# TASK INSTRUCTIONS:
In the records below, how many lines hold the string "AllowedOrigins"? Give only the number.

Top of EXTRACTED MATERIAL

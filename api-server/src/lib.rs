#[macro_use]
extern crate rocket;

pub mod auth;
pub mod db;
pub mod error;
pub mod logging;
pub mod models;
pub mod movies;
pub mod request_logger;
pub mod routes;
pub mod store;
pub mod users;
pub mod validation;

use std::sync::Arc;

use crate::auth::{AuthConfig, AuthResult, AuthService, AuthState, JwtService, PasswordService};
use crate::db::MoviesDb;
use crate::logging::{LogContext, init_logger};
use crate::movies::MovieService;
use crate::request_logger::RequestLogger;
use crate::store::{PgStore, Repositories};
use crate::users::UserService;
use rocket::fairing::AdHoc;
use rocket::http::Method;
use rocket::{Build, Rocket, Route};
use rocket_cors::{AllowedOrigins, Cors, CorsOptions};
use rocket_db_pools::Database;

pub use crate::error::catchers;

/// Everything the handlers and guards read from managed state.
pub struct AppServices {
    pub auth_state: AuthState,
    pub auth: AuthService,
    pub users: UserService,
    pub movies: MovieService,
}

impl AppServices {
    pub fn build(config: AuthConfig, repositories: Repositories) -> AuthResult<Self> {
        let password_service = Arc::new(PasswordService::from_config(&config)?);
        let jwt_service = Arc::new(JwtService::from_config(&config));
        let auth_state = AuthState::new(jwt_service.clone(), repositories.users.clone());

        let auth = AuthService::new(
            &repositories,
            password_service,
            jwt_service,
            LogContext::new("auth_service"),
        );
        let users = UserService::new(repositories.users.clone(), LogContext::new("user_service"));
        let movies = MovieService::new(
            repositories.movies.clone(),
            LogContext::new("movie_service"),
        );

        Ok(Self {
            auth_state,
            auth,
            users,
            movies,
        })
    }

    pub fn manage(self, rocket: Rocket<Build>) -> Rocket<Build> {
        rocket
            .manage(self.auth_state)
            .manage(self.auth)
            .manage(self.users)
            .manage(self.movies)
    }
}

pub fn api_routes() -> Vec<Route> {
    routes![
        // Health
        routes::health::health_check,
        // Auth
        auth::routes::signup,
        auth::routes::login,
        auth::routes::change_password,
        // Users
        routes::users::get_profile,
        routes::users::update_profile,
        routes::users::update_role,
        // Movies
        routes::movies::create_movie,
        routes::movies::list_movies,
        routes::movies::get_movie,
        routes::movies::update_movie,
        routes::movies::delete_movie,
    ]
}

pub fn cors() -> Result<Cors, rocket_cors::Error> {
    CorsOptions::default()
        .allowed_origins(AllowedOrigins::all())
        .allowed_methods(
            vec![Method::Get, Method::Post, Method::Patch, Method::Delete]
                .into_iter()
                .map(From::from)
                .collect(),
        )
        .to_cors()
}

pub fn rocket() -> Rocket<Build> {
    init_logger();

    rocket::build()
        .attach(RequestLogger::default())
        .attach(MoviesDb::init())
        .attach(AdHoc::try_on_ignite("CORS", |rocket| async move {
            match cors() {
                Ok(cors) => Ok(rocket.attach(cors)),
                Err(err) => {
                    log::error!("invalid CORS configuration: {}", err);
                    Err(rocket)
                }
            }
        }))
        // Run database migrations on startup
        .attach(AdHoc::try_on_ignite("Run Migrations", |rocket| async move {
            match MoviesDb::fetch(&rocket) {
                Some(pool) => match db::run_migrations(pool).await {
                    Ok(()) => {
                        log::info!("database migrations successful");
                        Ok(rocket)
                    }
                    Err(e) => {
                        log::error!("database migrations failed: {}", e);
                        Err(rocket)
                    }
                },
                None => {
                    log::error!("database pool not available for migrations");
                    Err(rocket)
                }
            }
        }))
        .attach(AdHoc::try_on_ignite(
            "Application Services",
            |rocket| async move {
                let config = match AuthConfig::from_env() {
                    Ok(config) => config,
                    Err(err) => {
                        log::error!("auth configuration invalid: {}", err);
                        return Err(rocket);
                    }
                };
                let Some(db) = MoviesDb::fetch(&rocket) else {
                    log::error!("database pool not available for services");
                    return Err(rocket);
                };
                let repositories = Repositories::postgres(PgStore::new((**db).clone()));

                match AppServices::build(config, repositories) {
                    Ok(services) => Ok(services.manage(rocket)),
                    Err(err) => {
                        log::error!("failed to initialise services: {}", err);
                        Err(rocket)
                    }
                }
            },
        ))
        .mount("/", api_routes())
        .register("/", catchers())
}
use rocket::http::Status;
use rocket::serde::json::Json;
use rocket::{State, delete, get, patch, post};

use crate::auth::{Authenticated, RequireAdmin, RequireUser};
use crate::error::ApiResult;
use crate::models::{Movie, MovieFilter, Page, Pagination};
use crate::movies::{CreateMovieRequest, MovieService, UpdateMovieRequest};
use crate::routes::helpers::parse_id;
use crate::validation::{self, Validated, ValidationError};

/// Query string accepted by the listing route. Values arrive as text so that
/// malformed numbers produce a field-specific message.
#[derive(Debug, Default, FromForm)]
pub struct MovieQuery {
    pub title: Option<String>,
    pub description: Option<String>,
    pub director: Option<String>,
    pub rating: Option<String>,
    #[field(name = "episodeId")]
    pub episode_id: Option<String>,
    pub genre: Option<String>,
    pub tag: Option<String>,
    pub page: Option<String>,
    pub limit: Option<String>,
}

impl MovieQuery {
    pub fn into_criteria(self) -> Validated<(MovieFilter, Pagination)> {
        let text = |field: &str, value: Option<String>, min: usize, max: usize| {
            value
                .map(|v| validation::check_length(field, &v, min, max).map(|_| v))
                .transpose()
        };

        let filter = MovieFilter {
            title: text("title", self.title, 1, 255)?,
            description: text("description", self.description, 1, 1000)?,
            director: text("director", self.director, 1, 100)?,
            genre: text("genre", self.genre, 2, 50)?,
            tag: text("tag", self.tag, 1, 20)?,
            rating: self
                .rating
                .map(|raw| parse_rating(&raw))
                .transpose()?,
            episode_id: self
                .episode_id
                .map(|raw| parse_unsigned("episodeId", &raw))
                .transpose()?,
        };

        let pagination = Pagination {
            page: positive("page", self.page, Pagination::DEFAULT_PAGE)?,
            limit: positive("limit", self.limit, Pagination::DEFAULT_LIMIT)?,
        };

        Ok((filter, pagination))
    }
}

fn parse_rating(raw: &str) -> Validated<f64> {
    let well_formed = !raw.is_empty()
        && raw.split_once('.').map_or(
            raw.chars().all(|c| c.is_ascii_digit()),
            |(int, frac)| {
                !int.is_empty()
                    && !frac.is_empty()
                    && int.chars().all(|c| c.is_ascii_digit())
                    && frac.chars().all(|c| c.is_ascii_digit())
            },
        );
    well_formed
        .then(|| raw.parse::<f64>().ok())
        .flatten()
        .ok_or_else(|| ValidationError::new("rating must be a valid number"))
}

fn parse_unsigned(field: &str, raw: &str) -> Validated<i32> {
    if raw.is_empty() || !raw.chars().all(|c| c.is_ascii_digit()) {
        return Err(ValidationError::new(format!("{field} must be a valid number")));
    }
    raw.parse::<i32>()
        .map_err(|_| ValidationError::new(format!("{field} must be a valid number")))
}

fn positive(field: &str, raw: Option<String>, default: i64) -> Validated<i64> {
    match raw {
        None => Ok(default),
        Some(raw) => match raw.trim().parse::<i64>() {
            Ok(value) if value >= 1 => Ok(value),
            _ => Err(ValidationError::new(format!(
                "{field} must be a positive integer"
            ))),
        },
    }
}

#[post("/movies", data = "<payload>")]
pub async fn create_movie(
    _admin: RequireAdmin,
    service: &State<MovieService>,
    payload: Json<CreateMovieRequest>,
) -> ApiResult<(Status, Json<Movie>)> {
    let movie = service.create(payload.into_inner()).await?;
    Ok((Status::Created, Json(movie)))
}

#[get("/movies?<query..>")]
pub async fn list_movies(
    _user: Authenticated,
    service: &State<MovieService>,
    query: MovieQuery,
) -> ApiResult<Json<Page<Movie>>> {
    let (filter, pagination) = query.into_criteria()?;
    Ok(Json(service.list(filter, pagination).await?))
}

#[get("/movies/<id>")]
pub async fn get_movie(
    _user: RequireUser,
    id: &str,
    service: &State<MovieService>,
) -> ApiResult<Json<Movie>> {
    let id = parse_id(id)?;
    Ok(Json(service.get(id).await?))
}

#[patch("/movies/<id>", data = "<payload>")]
pub async fn update_movie(
    _admin: RequireAdmin,
    id: &str,
    service: &State<MovieService>,
    payload: Json<UpdateMovieRequest>,
) -> ApiResult<Json<Movie>> {
    let id = parse_id(id)?;
    Ok(Json(service.update(id, payload.into_inner()).await?))
}

#[delete("/movies/<id>")]
pub async fn delete_movie(
    _admin: RequireAdmin,
    id: &str,
    service: &State<MovieService>,
) -> ApiResult<()> {
    let id = parse_id(id)?;
    service.delete(id).await
}
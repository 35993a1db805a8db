use chrono::{DateTime, Duration, Utc};
use jsonwebtoken::errors::ErrorKind;
use jsonwebtoken::{Algorithm, DecodingKey, EncodingKey, Header, Validation, decode, encode};

use crate::auth::responses::Role;
use crate::auth::{AuthConfig, AuthError, AuthResult};
use crate::models::User;

/// Identity carried by a bearer token. Never persisted.
#[derive(Debug, Clone, PartialEq, Eq, serde::Serialize, serde::Deserialize)]
pub struct AccessTokenClaims {
    pub id: i32,
    pub email: String,
    pub role: Role,
    pub iat: i64,
    pub exp: i64,
}

#[derive(Debug, Clone)]
pub struct SignedAccessToken {
    pub token: String,
    pub expires_at: DateTime<Utc>,
}

/// HS256 signer and verifier sharing one symmetric secret.
pub struct JwtService {
    encoding_key: EncodingKey,
    decoding_key: DecodingKey,
    validation: Validation,
    access_token_ttl: Duration,
}

impl JwtService {
    pub fn new(secret: &str, ttl_secs: i64) -> Self {
        let secret_bytes = secret.as_bytes();
        let mut validation = Validation::new(Algorithm::HS256);
        validation.leeway = 30;

        Self {
            encoding_key: EncodingKey::from_secret(secret_bytes),
            decoding_key: DecodingKey::from_secret(secret_bytes),
            validation,
            access_token_ttl: Duration::seconds(ttl_secs),
        }
    }

    pub fn from_config(config: &AuthConfig) -> Self {
        Self::new(&config.jwt_secret, config.token_ttl_secs)
    }

    pub fn issue_access_token(&self, user: &User) -> AuthResult<SignedAccessToken> {
        let now = Utc::now();
        let expires_at = now + self.access_token_ttl;

        let claims = AccessTokenClaims {
            id: user.id,
            email: user.email.clone(),
            role: user.role,
            iat: now.timestamp(),
            exp: expires_at.timestamp(),
        };

        let token = encode(&Header::new(Algorithm::HS256), &claims, &self.encoding_key)?;

        Ok(SignedAccessToken { token, expires_at })
    }

    /// Verify signature and expiry. Every rejection is either `TokenExpired` or `TokenInvalid`.
    pub fn decode_access_token(&self, token: &str) -> AuthResult<AccessTokenClaims> {
        decode::<AccessTokenClaims>(token, &self.decoding_key, &self.validation)
            .map(|data| data.claims)
            .map_err(|err| match err.kind() {
                ErrorKind::ExpiredSignature => AuthError::TokenExpired,
                _ => AuthError::TokenInvalid,
            })
    }
}
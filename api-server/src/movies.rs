//! Movie catalogue operations behind the `/movies` routes.

use std::sync::Arc;

use serde::{Deserialize, Serialize};

use crate::error::{ApiError, ApiResult};
use crate::logging::LogContext;
use crate::models::{Movie, MovieChanges, MovieFilter, NewMovie, Page, Pagination};
use crate::store::MovieRepository;
use crate::validation::{self, Validated, ValidationError};

#[derive(Debug, Clone, Serialize, Deserialize)]
#[serde(rename_all = "camelCase")]
pub struct CreateMovieRequest {
    pub title: String,
    pub description: String,
    pub director: String,
    pub release_date: String,
    #[serde(default)]
    pub rating: Option<i16>,
    #[serde(default)]
    pub episode_id: Option<i32>,
    pub genre: String,
    pub tags: Vec<String>,
    #[serde(default)]
    pub is_series: bool,
}

#[derive(Debug, Clone, Default, Serialize, Deserialize)]
#[serde(rename_all = "camelCase", deny_unknown_fields)]
pub struct UpdateMovieRequest {
    #[serde(default, skip_serializing_if = "Option::is_none")]
    pub title: Option<String>,
    #[serde(default, skip_serializing_if = "Option::is_none")]
    pub description: Option<String>,
    #[serde(default, skip_serializing_if = "Option::is_none")]
    pub director: Option<String>,
    #[serde(default, skip_serializing_if = "Option::is_none")]
    pub release_date: Option<String>,
    #[serde(default, skip_serializing_if = "Option::is_none")]
    pub rating: Option<i16>,
    #[serde(default, skip_serializing_if = "Option::is_none")]
    pub episode_id: Option<i32>,
    #[serde(default, skip_serializing_if = "Option::is_none")]
    pub genre: Option<String>,
    #[serde(default, skip_serializing_if = "Option::is_none")]
    pub tags: Option<Vec<String>>,
    #[serde(default, skip_serializing_if = "Option::is_none")]
    pub is_series: Option<bool>,
}

fn check_title(title: &str) -> Validated<()> {
    validation::check_length("title", title, 1, 255)
}

fn check_description(description: &str) -> Validated<()> {
    validation::check_length("description", description, 1, 1000)
}

fn check_director(director: &str) -> Validated<()> {
    validation::check_length("director", director, 1, 100)
}

fn check_genre(genre: &str) -> Validated<()> {
    validation::check_length("genre", genre, 2, 50)
}

fn check_rating(rating: i16) -> Validated<()> {
    if !(0..=10).contains(&rating) {
        return Err(ValidationError::new("rating must be between 0 and 10"));
    }
    Ok(())
}

fn check_episode_id(episode_id: i32) -> Validated<()> {
    if episode_id < 0 {
        return Err(ValidationError::new("episodeId must not be less than 0"));
    }
    Ok(())
}

fn check_tags(tags: &[String]) -> Validated<()> {
    if tags.is_empty() || tags.len() > 3 {
        return Err(ValidationError::new("tags must contain between 1 and 3 items"));
    }
    if tags.iter().any(|tag| !(1..=20).contains(&tag.chars().count())) {
        return Err(ValidationError::new(
            "each value in tags must be between 1 and 20 characters",
        ));
    }
    Ok(())
}

impl CreateMovieRequest {
    pub fn validate(self) -> Validated<NewMovie> {
        check_title(&self.title)?;
        check_description(&self.description)?;
        check_director(&self.director)?;
        let release_date = validation::parse_release_date(&self.release_date)?;
        if let Some(rating) = self.rating {
            check_rating(rating)?;
        }
        if let Some(episode_id) = self.episode_id {
            check_episode_id(episode_id)?;
        }
        check_genre(&self.genre)?;
        check_tags(&self.tags)?;

        Ok(NewMovie {
            title: self.title,
            description: self.description,
            director: self.director,
            release_date,
            rating: self.rating,
            genre: self.genre,
            tags: self.tags,
            episode_id: self.episode_id,
            is_series: self.is_series,
        })
    }
}

impl UpdateMovieRequest {
    pub fn validate(self) -> Validated<MovieChanges> {
        if let Some(title) = &self.title {
            check_title(title)?;
        }
        if let Some(description) = &self.description {
            check_description(description)?;
        }
        if let Some(director) = &self.director {
            check_director(director)?;
        }
        let release_date = self
            .release_date
            .as_deref()
            .map(validation::parse_release_date)
            .transpose()?;
        if let Some(rating) = self.rating {
            check_rating(rating)?;
        }
        if let Some(episode_id) = self.episode_id {
            check_episode_id(episode_id)?;
        }
        if let Some(genre) = &self.genre {
            check_genre(genre)?;
        }
        if let Some(tags) = &self.tags {
            check_tags(tags)?;
        }

        let changes = MovieChanges {
            title: self.title,
            description: self.description,
            director: self.director,
            release_date,
            rating: self.rating,
            genre: self.genre,
            tags: self.tags,
            episode_id: self.episode_id,
            is_series: self.is_series,
        };
        if changes.is_empty() {
            return Err(ValidationError::empty_body());
        }
        Ok(changes)
    }
}

pub struct MovieService {
    movies: Arc<dyn MovieRepository>,
    log: LogContext,
}

impl MovieService {
    pub fn new(movies: Arc<dyn MovieRepository>, log: LogContext) -> Self {
        Self { movies, log }
    }

    pub async fn create(&self, request: CreateMovieRequest) -> ApiResult<Movie> {
        let movie = request.validate()?;
        match self.movies.create(movie).await {
            Ok(created) => {
                self.log
                    .info(format_args!("movie {} created: {}", created.id, created.title));
                Ok(created)
            }
            Err(err) => {
                self.log.error(format_args!("creating movie failed: {err}"));
                Err(ApiError::Validation("Failed to create movie".into()))
            }
        }
    }

    pub async fn list(&self, filter: MovieFilter, pagination: Pagination) -> ApiResult<Page<Movie>> {
        match self.movies.find_all(&filter, pagination).await {
            Ok((data, count)) => Ok(Page {
                data,
                count,
                page: pagination.page,
            }),
            Err(err) => {
                self.log.error(format_args!("listing movies failed: {err}"));
                Err(ApiError::Validation("Failed to fetch movies".into()))
            }
        }
    }

    pub async fn get(&self, id: i32) -> ApiResult<Movie> {
        self.movies
            .find_by_id(id)
            .await?
            .ok_or_else(|| not_found(id))
    }

    pub async fn update(&self, id: i32, request: UpdateMovieRequest) -> ApiResult<Movie> {
        let changes = request.validate()?;
        let updated = self.movies.update(id, changes).await?;
        match updated {
            Some(movie) => {
                self.log.info(format_args!("movie {id} updated"));
                Ok(movie)
            }
            None => Err(not_found(id)),
        }
    }

    pub async fn delete(&self, id: i32) -> ApiResult<()> {
        if !self.movies.delete(id).await? {
            return Err(not_found(id));
        }
        self.log.info(format_args!("movie {id} deleted"));
        Ok(())
    }
}

fn not_found(id: i32) -> ApiError {
    ApiError::NotFound(format!("Movie with ID {id} not found"))
}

Bottom of EXTRACTED MATERIAL

# WRITTEN RESPONSE:
2